An emergency department after a mass casualty incident is the quintessence of the Mike Tyson rule: Everyone has a plan until they get punched in the mouth. On Sunday night, Las Vegas was more than punched in the mouth-after experiencing the new deadliest mass shooting in U.S. history, more than 50 have been pronounced dead. The 500 injured in the shooting were transported to local emergency departments, where my colleagues did everything they could to save them.
In moments like these, doctors, nurses, and technicians lean on their training for most of the required actions. But in every calamitous circumstance-and this is a calamitous medical emergency-there are intricacies that could never have been predicted. And that’s where improvisation comes in. Things that would never be done under normal circumstances can end up saving lives-police cars broke protocol after the 2013 Boston Marathon bombing and put bleeding victims into the back seats of their units and drove them to the hospital themselves, rather than waiting for ambulances. This move, which had also occurred after the Aurora, Colorado, shooting, likely lowered the death toll.
After each catastrophe, leaders such as my colleague Eric Goralnick, medical director for emergency preparedness at Brigham and Women’s Hospital in Boston and a professor at Harvard Medical School and the T.H. Chan School of Public Health, share experiences, both domestically and internationally. Paris learns something from Boston: Tourniquets, long out of fashion, had turned out to be helpful in the field. In turn, Boston had learned something from Aurora: Mass casualty drills in Boston had never accounted for such a large number of victims until officials realized in the wake of Aurora that they needed to prepare for circumstances that had previously seemed too remote to train for.
Emergency departments like the ones that treated victims from Las Vegas are forced to develop their protocols based more on anecdote than evidence.
Man-made mass casualty incidents seem increasingly common. But are medical teams actually learning enough from them? Are we really getting any better? The answers are unclear because in the United States since 1996, there has been an effective ban on federally funded research on firearm injuries. At that time, pro-gun members of Congress actually tried to eliminate the National Center for Injury Prevention and Control at the Centers for Disease Control and Prevention simply because it was funding research on gun injuries. The members instead succeeded at removing $2.6 million from the House’s CDC budget-the exact amount of money allocated to firearm injury research. (The money was later reallocated specifically for research on traumatic brain injury.) At the time, Congress’ language was difficult to interpret, but the result of that language has been clear as day: The CDC stopped funding gun injury research. The National Institutes of Health followed suit. Almost everyone in the research community now errs on the “safe side.” Research on the epidemiology of who, why, and how people die as a result of gun injuries in America has virtually vanished.
Today, there are hundreds of federally funded studies on opioids, compared with approximately a dozen on gun injuries, says Megan L. Ranney, associate professor of emergency medicine at Brown University’s Alpert Medical School, even though opioids and guns kill roughly the same number of people. (President Obama clarified some of the language in 2013 in an effort to encourage new research, with only a modest effect on funding-the NIH briefly funded several firearm-related studies, but the funding was not renewed.)
Mass casualty incidents involving public scenes like Las Vegas actually account for just 0.3 percent of gun-related deaths (the rest are homicides, suicides, and, rarely, accidents, Ranney points out).
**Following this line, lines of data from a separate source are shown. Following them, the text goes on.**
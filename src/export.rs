use std::{
    fs,
    io::Write,
    path::{Path, PathBuf},
};

use anyhow::{Context, Result, bail};
use chrono::{NaiveDate, TimeZone, Utc};
use csv::WriterBuilder;
use itertools::Itertools;
use serde::{Deserialize, Serialize};
use serde_json::{Map, Value};
use tempfile::NamedTempFile;
use tracing::info;

use crate::{
    ExportArgs,
    api::{self, Coinalyze},
};

// Candle field aliases, highest priority first.
const TS_KEYS: &[&str] = &["t", "ts", "time", "timestamp"];
const OPEN_KEYS: &[&str] = &["o", "open"];
const HIGH_KEYS: &[&str] = &["h", "high"];
const LOW_KEYS: &[&str] = &["l", "low"];
const CLOSE_KEYS: &[&str] = &["c", "close"];
const VOLUME_KEYS: &[&str] = &["v", "volume"];
const BUY_VOLUME_KEYS: &[&str] = &["bv", "buy_volume", "volume_buy"];

const SUGGESTION_PREFIX: usize = 3;
const SUGGESTION_LIMIT: usize = 8;

#[derive(clap::ValueEnum, Debug, Clone, Copy, Default, PartialEq, Eq)]
pub enum ExportFormat {
    /// One JSON record per candle (unrecognized fields preserved)
    #[default]
    Jsonl,
    /// Fixed nine-column CSV
    Csv,
}

/// One flattened candle. Upstream values are kept verbatim; fields the alias
/// tables don't recognize ride along in `extra` (JSONL output only).
#[derive(Debug, Clone, Serialize, Deserialize, PartialEq)]
pub struct CandleRow {
    pub symbol: String,
    pub interval: String,
    pub ts: Value,
    pub o: Value,
    pub h: Value,
    pub l: Value,
    pub c: Value,
    pub v: Value,
    pub bv: Value,
    #[serde(flatten)]
    pub extra: Map<String, Value>,
}

/// Which slice of history to export.
#[derive(Debug, Clone, Copy, PartialEq, Eq)]
pub enum DateSelector {
    Day(NaiveDate),
    Range(NaiveDate, NaiveDate),
    Month(i32, u32),
}
pub async fn execute(args: &LiveArgs) -> Result<()> {
    let cfg = resolve_config(args)?;
    let (key, base) = api::resolve_credentials(args.api_key.as_deref(), args.base_url.as_deref())?;
    let api = Coinalyze::new(&key, &base)?;
    let sink = DataSink::new(&cfg.data_dir)?;
    let notifier = Notifier::from_env()?;

    // Optional single-instance lock: one collector per artifact set.
    let _lock_guard = match args.lock_file.as_deref() {
        Some(path) => Some(acquire_lock(path)?),
        None => None,
    };

    println!("=== Coinalyze Live Collector ===");
    println!(
        "Symbol: {} | Interval: {} | Window(h): {}",
        cfg.symbol, cfg.interval, cfg.window_hours
    );
    println!("Ctrl+C to stop.\n");

    let shutdown = ShutdownFlag::new();
    shutdown.install_signal_handler();
    run_loop(&api, &sink, &notifier, &cfg, shutdown).await
}

/// Apply CLI/env fallbacks and validate. Missing symbol is startup-fatal.
pub fn resolve_config(args: &LiveArgs) -> Result<LiveConfig> {
    let symbol = args
        .symbol
        .clone()
        .or_else(|| env::var("SYMBOL").ok())
        .map(|s| s.trim().to_string())
        .filter(|s| !s.is_empty())
        .context("symbol required (set SYMBOL or pass --symbol)")?;
    let interval = args
        .interval
        .clone()
        .or_else(|| env::var("INTERVAL").ok())
        .unwrap_or_else(|| "5min".to_string());
    let window_hours = args.window.or_else(|| env_parse("WINDOW_HOURS")).unwrap_or(6);
    let sleep_secs = args.sleep.or_else(|| env_parse("SLEEP_SECONDS")).unwrap_or(60);
    if window_hours == 0 {
        bail!("--window must be positive");
    }
    if sleep_secs == 0 {
        bail!("--sleep must be positive");
    }
    let data_dir = args
        .data_dir
        .clone()
        .or_else(|| env::var("DATA_DIR").ok().map(PathBuf::from))
        .unwrap_or_else(|| PathBuf::from("./data"));
    Ok(LiveConfig {
        symbol,
        interval,
        window_hours,
        sleep_secs,
        print_json: args.print_json,
        data_dir,
        max_snapshots: args.max_snapshots.unwrap_or(DEFAULT_MAX_SNAPSHOTS),
        max_stream_bytes: args.max_stream_mb.unwrap_or(DEFAULT_MAX_STREAM_MB) * 1024 * 1024,
    })
}

fn env_parse<T: std::str::FromStr>(key: &str) -> Option<T> {
    env::var(key).ok().and_then(|v| v.parse().ok())
}

/// Acquire an exclusive file lock; keep the handle alive to hold it.
fn acquire_lock(lock_path: &Path) -> Result<fs::File> {
    if let Some(parent) = lock_path.parent() {
        fs::create_dir_all(parent).ok();
    }
    let file = OpenOptions::new()
        .create(true)
        .truncate(true)
        .read(true)
        .write(true)
        .open(lock_path)?;
    file.try_lock_exclusive()
        .with_context(|| format!("another collector holds {}", lock_path.display()))?;
    Ok(file)
}

/// Run cycles until the shutdown flag is observed.
pub async fn run_loop(
    api: &Coinalyze,
    sink: &DataSink,
    notifier: &Notifier,
    cfg: &LiveConfig,
    shutdown: ShutdownFlag,
) -> Result<()> {
    let mut backoff = Backoff::new(Duration::from_secs(cfg.sleep_secs));
    let mut cycle: u64 = 0;

    while !shutdown.is_triggered() {
        let now_ts = Utc::now().timestamp();
        match run_cycle(api, sink, notifier, cfg, now_ts).await {
            Ok(report) => {
                println!("{}", report.summary);
                if let Some(echo) = report.echo {
                    println!("{echo}");
                }
                cycle += 1;
                if cycle % RETENTION_EVERY == 0 {
                    sink.retention_cleanup(cfg.max_snapshots, cfg.max_stream_bytes);
                }
                backoff.reset();
                sleep(jittered_sleep(cfg.sleep_secs)).await;
            }
            Err(e) => {
                let delay = backoff.next();
                println!(
                    "[{}] ERROR: {:#} | backoff:{}s",
                    Local::now().format("%H:%M:%S"),
                    e,
                    delay.as_secs()
                );
                sleep(delay).await;
            }
        }
    }

    info!("shutdown flag observed; exiting loop");
    Ok(())
}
But because of the “slippery slope” rationale held by the gun lobby, these markedly different issues have not been appropriately teased out. The entire topic is “political” and therefore untouchable. That means emergency departments like the ones that treated victims from Las Vegas Sunday night and Monday morning are forced to develop their protocols based more on anecdote than evidence.
What we know and have learned about mass casualty events amounts to ongoing oral and written histories, transmitted from locale to locale by experts like Goralnick. Physician veterans who have experienced it present their recollections at professional meetings and grand rounds presentations. I can personally recall the timeline of events presented by an emergency physician who was on duty at the receiving hospital after the Aurora shooting. It was harrowing: A time stamp. One-line descriptions of the victims, each seemingly more grotesque than the last. The treatments used. Their fates. The presentation reminded me of one of the small things we have learned: In order for a hospital to function smoothly in the face of a large influx of unidentified patients, something as simple as a standardized naming system can help treatment teams keep track of each unidentified patient and avoid confusing them.
Our inability to have a reasonable conversation about guns in this country has also hampered our ability, as medical professionals, to be as prepared as possible to save people’s lives during mass shootings. If we are going to have guns in our society, shouldn’t we at least know how to best treat those harmed by them? In reality, these are not warring propositions. But according to the gun lobby’s current lock on our lawmakers, the right to bear arms remains more sacred than their victims’ right to the best chance at life after a shooting, too.